Methods of oxalic acid (OA) treatments

We have begun our first project in the Lopez-Uribe Lab (@lopezuribelab). Our aim is to compare the effectiveness of two methods of oxalic acid (OA) treatments for mite control: the trickle method (trickling of OA sugar syrups into honey bee colonies) and vaporizer method (OA fumigation through vaporization).

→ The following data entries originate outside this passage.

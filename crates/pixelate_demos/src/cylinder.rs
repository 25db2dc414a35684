//! Texture mapping onto a cylinder.
//!
//! A column `x` of the cylinder's silhouette, `-r <= x < r`, sees the
//! surface at angle `asin(x / r)`. Wrapping that angle to `[0, 256)` and
//! scaling it to the texture width picks the source column. Rows map
//! linearly.

use pixelate_fixed::Fixed;
use pixelate_raster::Bitmap;

/// Source column for silhouette column `x` of a cylinder of radius `r`.
///
/// The left half of the cylinder shows the far end of the texture
/// (angles 192..256), the right half the start (0..64).
#[must_use]
pub fn cylinder_column(x: i32, r: i32, map_width: i32) -> i32 {
    let angle = (Fixed::from_int(x) / r).asin().wrap_angle();
    angle.to_int() * (map_width - 1) / 256
}

/// Draws `map` wrapped around an upright cylinder centered on column `cx`,
/// with its top edge at row `top`.
pub fn mapped_cylinder(target: &mut Bitmap, cx: i32, top: i32, r: i32, h: i32, map: &Bitmap) {
    if r <= 0 || h <= 0 {
        return;
    }
    let (map_w, map_h) = (map.w(), map.h());
    let columns: Vec<i32> = (-r..r).map(|x| cylinder_column(x, r, map_w)).collect();

    for y in 0..h {
        let q = (i64::from(y) * i64::from(map_h) / i64::from(h)) as i32;
        for (x, &p) in (-r..r).zip(&columns) {
            if let Some(c) = map.get_pixel(p, q) {
                target.put_pixel(x + cx, top + y, c);
            }
        }
    }
    tracing::debug!(cx, top, r, h, "drew mapped cylinder");
}

#[cfg(test)]
mod tests {
    use super::*;
    use pixelate_raster::Color;

    #[test]
    fn test_columns_in_range() {
        for r in [1, 7, 100, 300] {
            for x in -r..r {
                let p = cylinder_column(x, r, 512);
                assert!((0..512).contains(&p), "r={r} x={x} p={p}");
            }
        }
    }

    #[test]
    fn test_center_column_is_texture_start() {
        assert_eq!(cylinder_column(0, 100, 256), 0);
        // just left of center wraps to the far end
        assert!(cylinder_column(-1, 100, 256) > 250);
    }

    #[test]
    fn test_fills_silhouette() {
        let map = Bitmap::filled(16, 8, Color::RED).unwrap();
        let mut target = Bitmap::new(100, 60).unwrap();
        mapped_cylinder(&mut target, 50, 10, 20, 40, &map);
        assert_eq!(target.count_pixels(|c| c == Color::RED), 40 * 40);
        assert_eq!(target.get_pixel(30, 10), Some(Color::RED));
        assert_eq!(target.get_pixel(70, 10), Some(Color::BLACK));
        assert_eq!(target.get_pixel(50, 50), Some(Color::BLACK));
    }
}
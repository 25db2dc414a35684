//! # Racing Car
//!
//! A top-down car steered with sin and cos. The heading is a binary angle,
//! the speed a fixed-point length; each tick the velocity vector
//! `(speed·cos, speed·sin)` is added to the position, which wraps around
//! the screen edges.
//!
//! Keyboard input is replaced by a `ControlScript`: a list of
//! `(ticks, held controls)` steps played back in order.

use serde::{Deserialize, Serialize};

use pixelate_fixed::Fixed;
use pixelate_raster::{Bitmap, Color};

use crate::simulation::{Flow, Simulation};

/// Top speed (exclusive bound for accelerating).
pub const MAX_SPEED: Fixed = Fixed::from_int(4);

/// Radius of the car body.
pub const CAR_RADIUS: i32 = 10;

/// Length of the heading line.
pub const HEADING_LENGTH: i32 = 9;

/// Speed change per tick while accelerating or braking.
#[must_use]
pub fn speed_step() -> Fixed {
    Fixed::from_f64(0.01)
}

/// One input the car reacts to.
#[derive(Clone, Copy, Debug, PartialEq, Eq, Hash, Serialize, Deserialize)]
#[serde(rename_all = "snake_case")]
pub enum Control {
    /// Speed up (up arrow).
    Accelerate,
    /// Slow down (down arrow).
    Brake,
    /// Turn counter-clockwise on screen.
    Left,
    /// Turn clockwise on screen.
    Right,
    /// End the run (escape).
    Quit,
}

/// Set of controls held during one tick.
#[derive(Clone, Copy, Debug, Default, PartialEq, Eq)]
pub struct Controls {
    /// Speed up.
    pub accelerate: bool,
    /// Slow down.
    pub brake: bool,
    /// Turn left.
    pub left: bool,
    /// Turn right.
    pub right: bool,
    /// End the run.
    pub quit: bool,
}

impl Controls {
    /// Nothing held.
    pub const NONE: Self = Self {
        accelerate: false,
        brake: false,
        left: false,
        right: false,
        quit: false,
    };

    /// Marks `control` as held.
    #[must_use]
    pub const fn with(mut self, control: Control) -> Self {
        match control {
            Control::Accelerate => self.accelerate = true,
            Control::Brake => self.brake = true,
            Control::Left => self.left = true,
            Control::Right => self.right = true,
            Control::Quit => self.quit = true,
        }
        self
    }
}

impl FromIterator<Control> for Controls {
    fn from_iter<I: IntoIterator<Item = Control>>(iter: I) -> Self {
        iter.into_iter().fold(Self::NONE, Self::with)
    }
}

/// The car itself.
#[derive(Clone, Copy, Debug, PartialEq, Eq)]
pub struct RacingCar {
    heading: Fixed,
    speed: Fixed,
    x: Fixed,
    y: Fixed,
    width: Fixed,
    height: Fixed,
}

impl RacingCar {
    /// A parked car in the middle of a `width` x `height` screen, facing
    /// right.
    #[must_use]
    pub fn new(width: i32, height: i32) -> Self {
        Self {
            heading: Fixed::ZERO,
            speed: Fixed::ZERO,
            x: Fixed::from_int(width / 2),
            y: Fixed::from_int(height / 2),
            width: Fixed::from_int(width),
            height: Fixed::from_int(height),
        }
    }

    /// Heading as a binary angle in `[0, 256)`.
    #[must_use]
    pub const fn heading(&self) -> Fixed {
        self.heading
    }

    /// Current speed in pixels per tick.
    #[must_use]
    pub const fn speed(&self) -> Fixed {
        self.speed
    }

    /// Position in fixed-point pixels.
    #[must_use]
    pub const fn position(&self) -> (Fixed, Fixed) {
        (self.x, self.y)
    }

    /// Applies one tick of input and moves the car.
    pub fn step(&mut self, controls: Controls) {
        if controls.accelerate && self.speed < MAX_SPEED {
            self.speed += speed_step();
        }
        if controls.brake && self.speed > Fixed::ZERO {
            self.speed -= speed_step();
        }
        if controls.left {
            self.heading = (self.heading - Fixed::ONE).wrap_angle();
        }
        if controls.right {
            self.heading = (self.heading + Fixed::ONE).wrap_angle();
        }

        let vel_x = self.speed * self.heading.cos();
        let vel_y = self.speed * self.heading.sin();
        self.x = wrap(self.x + vel_x, self.width);
        self.y = wrap(self.y + vel_y, self.height);
    }

    /// Clears the frame and draws the car: a blue body and a red line
    /// pointing where it is heading.
    pub fn draw(&self, target: &mut Bitmap) {
        target.clear(Color::BLACK);
        let (x, y) = (self.x.to_int(), self.y.to_int());
        target.draw_circle(x, y, CAR_RADIUS, Color::BLUE);
        target.draw_line(
            x,
            y,
            (self.x + HEADING_LENGTH * self.heading.cos()).to_int(),
            (self.y + HEADING_LENGTH * self.heading.sin()).to_int(),
            Color::RED,
        );
    }
}

/// Brings a coordinate back inside `[0, size)`, however far it moved.
/// A screen side of zero pins the car to 0.
fn wrap(value: Fixed, size: Fixed) -> Fixed {
    value
        .raw()
        .checked_rem_euclid(size.raw())
        .map_or(Fixed::ZERO, Fixed::from_raw)
}

/// One step of a control script.
#[derive(Clone, Debug, PartialEq, Eq, Serialize, Deserialize)]
pub struct ScriptStep {
    /// How many ticks the controls are held.
    pub ticks: u32,
    /// Controls held during those ticks.
    #[serde(default)]
    pub controls: Vec<Control>,
}

/// Playback of scripted input.
#[derive(Clone, Debug, Default, PartialEq, Eq)]
pub struct ControlScript {
    /// (first tick after this step, held controls)
    steps: Vec<(u32, Controls)>,
}

impl ControlScript {
    /// Builds a script from its steps. Ticks after the last step hold
    /// nothing.
    #[must_use]
    pub fn new(steps: &[ScriptStep]) -> Self {
        let mut end = 0u32;
        let steps = steps
            .iter()
            .map(|step| {
                end = end.saturating_add(step.ticks);
                (end, step.controls.iter().copied().collect())
            })
            .collect();
        Self { steps }
    }

    /// Total scripted ticks.
    #[must_use]
    pub fn len(&self) -> u32 {
        self.steps.last().map_or(0, |(end, _)| *end)
    }

    /// Returns true if the script holds nothing at any tick.
    #[must_use]
    pub fn is_empty(&self) -> bool {
        self.len() == 0
    }

    /// Controls held at `tick`.
    #[must_use]
    pub fn at(&self, tick: u32) -> Controls {
        self.steps
            .iter()
            .find(|(end, _)| tick < *end)
            .map_or(Controls::NONE, |(_, controls)| *controls)
    }

    /// A lap: speed up, sweep a wide right-hand curve, straighten out,
    /// brake to a stop.
    #[must_use]
    pub fn demo_lap() -> Self {
        use Control::{Accelerate, Brake, Right};
        Self::new(&[
            ScriptStep {
                ticks: 200,
                controls: vec![Accelerate],
            },
            ScriptStep {
                ticks: 128,
                controls: vec![Right],
            },
            ScriptStep {
                ticks: 120,
                controls: vec![],
            },
            ScriptStep {
                ticks: 64,
                controls: vec![Right, Accelerate],
            },
            ScriptStep {
                ticks: 250,
                controls: vec![Brake],
            },
        ])
    }
}

/// A car driven by a script.
#[derive(Clone, Debug)]
pub struct ScriptedCar {
    /// The car.
    pub car: RacingCar,
    /// Its input.
    pub script: ControlScript,
}

impl Simulation for ScriptedCar {
    fn tick(&mut self, tick: u32) -> Flow {
        let controls = self.script.at(tick);
        self.car.step(controls);
        if controls.quit {
            Flow::Quit
        } else {
            Flow::Continue
        }
    }

    fn draw(&self, target: &mut Bitmap) {
        self.car.draw(target);
    }
}

#[cfg(test)]
mod tests {
    use super::*;

    fn held(controls: &[Control]) -> Controls {
        controls.iter().copied().collect()
    }

    #[test]
    fn test_parked_car_stays() {
        let mut car = RacingCar::new(640, 480);
        car.step(Controls::NONE);
        assert_eq!(car.position(), (Fixed::from_int(320), Fixed::from_int(240)));
    }

    #[test]
    fn test_speed_limits() {
        let mut car = RacingCar::new(640, 480);
        for _ in 0..1000 {
            car.step(held(&[Control::Accelerate]));
        }
        assert!(car.speed() >= MAX_SPEED);
        assert!(car.speed() < MAX_SPEED + speed_step() + speed_step());

        for _ in 0..1000 {
            car.step(held(&[Control::Brake]));
        }
        assert_eq!(car.speed(), Fixed::ZERO);
    }

    #[test]
    fn test_steering_wraps() {
        let mut car = RacingCar::new(640, 480);
        car.step(held(&[Control::Left]));
        assert_eq!(car.heading(), Fixed::from_int(255));
        car.step(held(&[Control::Right]));
        car.step(held(&[Control::Right]));
        assert_eq!(car.heading(), Fixed::ONE);
    }

    #[test]
    fn test_moves_along_heading() {
        let mut car = RacingCar::new(640, 480);
        for _ in 0..100 {
            car.step(held(&[Control::Accelerate]));
        }
        let (x, y) = car.position();
        assert!(x > Fixed::from_int(320));
        assert_eq!(y, Fixed::from_int(240));
    }

    #[test]
    fn test_wraps_around_edges() {
        assert_eq!(wrap(Fixed::from_int(641), Fixed::from_int(640)), Fixed::ONE);
        assert_eq!(wrap(-Fixed::ONE, Fixed::from_int(640)), Fixed::from_int(639));
        assert_eq!(wrap(Fixed::from_int(640), Fixed::from_int(640)), Fixed::ZERO);
    }

    #[test]
    fn test_wrap_moves_longer_than_screen() {
        let two = Fixed::from_int(2);
        assert_eq!(wrap(Fixed::from_f64(5.5), two), Fixed::from_f64(1.5));
        assert_eq!(wrap(Fixed::from_f64(-3.25), two), Fixed::from_f64(0.75));
        assert_eq!(wrap(Fixed::from_int(7), Fixed::ZERO), Fixed::ZERO);
    }

    #[test]
    fn test_draw_body_and_heading() {
        let mut target = Bitmap::new(64, 48).unwrap();
        target.put_pixel(0, 0, Color::WHITE);
        RacingCar::new(64, 48).draw(&mut target);
        assert_eq!(target.get_pixel(0, 0), Some(Color::BLACK));
        assert_eq!(target.get_pixel(42, 24), Some(Color::BLUE));
        assert_eq!(target.get_pixel(41, 24), Some(Color::RED));
        assert_eq!(target.get_pixel(32, 24), Some(Color::RED));
    }

    #[test]
    fn test_script_playback() {
        let script = ControlScript::new(&[
            ScriptStep {
                ticks: 2,
                controls: vec![Control::Accelerate],
            },
            ScriptStep {
                ticks: 1,
                controls: vec![Control::Left, Control::Quit],
            },
        ]);
        assert_eq!(script.len(), 3);
        assert!(script.at(0).accelerate);
        assert!(script.at(1).accelerate);
        assert!(script.at(2).left && script.at(2).quit);
        assert_eq!(script.at(3), Controls::NONE);
    }

    #[test]
    fn test_control_names() {
        let step: ScriptStep =
            toml::from_str("ticks = 5\ncontrols = [\"accelerate\", \"right\"]").unwrap();
        assert_eq!(step.controls, vec![Control::Accelerate, Control::Right]);
    }
}
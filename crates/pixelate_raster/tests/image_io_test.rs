//! Round trips through real image files.

use pixelate_raster::{Bitmap, Color, RasterError};

#[test]
fn test_png_save_and_load() {
    let dir = tempfile::tempdir().unwrap();
    let path = dir.path().join("frame.png");

    let mut bmp = Bitmap::new(40, 30).unwrap();
    bmp.draw_circle(20, 15, 10, Color::BLUE);
    bmp.put_pixel(0, 0, Color::rgb(12, 34, 56));
    bmp.save(&path).unwrap();

    let loaded = Bitmap::load(&path).unwrap();
    assert_eq!(loaded, bmp);
}

#[test]
fn test_bmp_texture_load() {
    let dir = tempfile::tempdir().unwrap();
    let path = dir.path().join("earth.bmp");

    let texture = Bitmap::filled(8, 4, Color::rgb(10, 120, 30)).unwrap();
    texture.save(&path).unwrap();

    let loaded = Bitmap::load(&path).unwrap();
    assert_eq!((loaded.width(), loaded.height()), (8, 4));
    assert_eq!(loaded.get_pixel(7, 3), Some(Color::rgb(10, 120, 30)));
}

#[test]
fn test_missing_file_reports_path() {
    let dir = tempfile::tempdir().unwrap();
    let path = dir.path().join("missing.bmp");

    let err = Bitmap::load(&path).unwrap_err();
    assert!(matches!(err, RasterError::Load { .. }));
    assert!(err.to_string().contains("missing.bmp"));
}

#[test]
fn test_garbage_file_rejected() {
    let dir = tempfile::tempdir().unwrap();
    let path = dir.path().join("noise.png");
    std::fs::write(&path, b"definitely not a png").unwrap();

    assert!(matches!(Bitmap::load(&path), Err(RasterError::Load { .. })));
}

Background: Oxalic acid (OA) has been adopted by many beekeepers worldwide as a valuable tool for Varroa control. OA toxicity to Varroa has been known for several decades based upon research in Asia, Europe and Canada and in late 2015 it was approved in the U.S for use in honeybee hives. The two most common methods used to apply OA to bees are the trickle or liquid solution and the vaporizer. It is best to treat when there is little or no brood present in the colony, typically fall/winter, which also provides beekeepers with an excellent “cleanup” tool for colonies with residual varroa populations that rebound in late summer. Mite mortality is the result of contact with OA and only effects phoretic mites. Research has also suggested that cooler temperatures are better to treat because there may be a correlation with increased mortality when applied during periods of high humidity.

Our experiment began October 31st. The high temperature was 55°F, just cool enough for the bees to remain clustered inside the hive. We took a mite count via sticky boards two days prior (October 29st) and two post (November 4th) treatment. For the trickle method, we prepared fresh OA solution by dissolving 35 g of OA dihydrate in 1 liter of one to one warm sugar solution prior to treatment. The amount of OA applied to each colony was dependent on size of the colony. A 50 ml syringe was used to trickle the oxalic acid sugar solution directly onto the bees that are clustered between the frames (occupied bee space) in each hive body. The maximum recommended dose for one colony is 50 mL, with an average of 5mL per bee frame . We used between 35 and 45mL for most of our colonies.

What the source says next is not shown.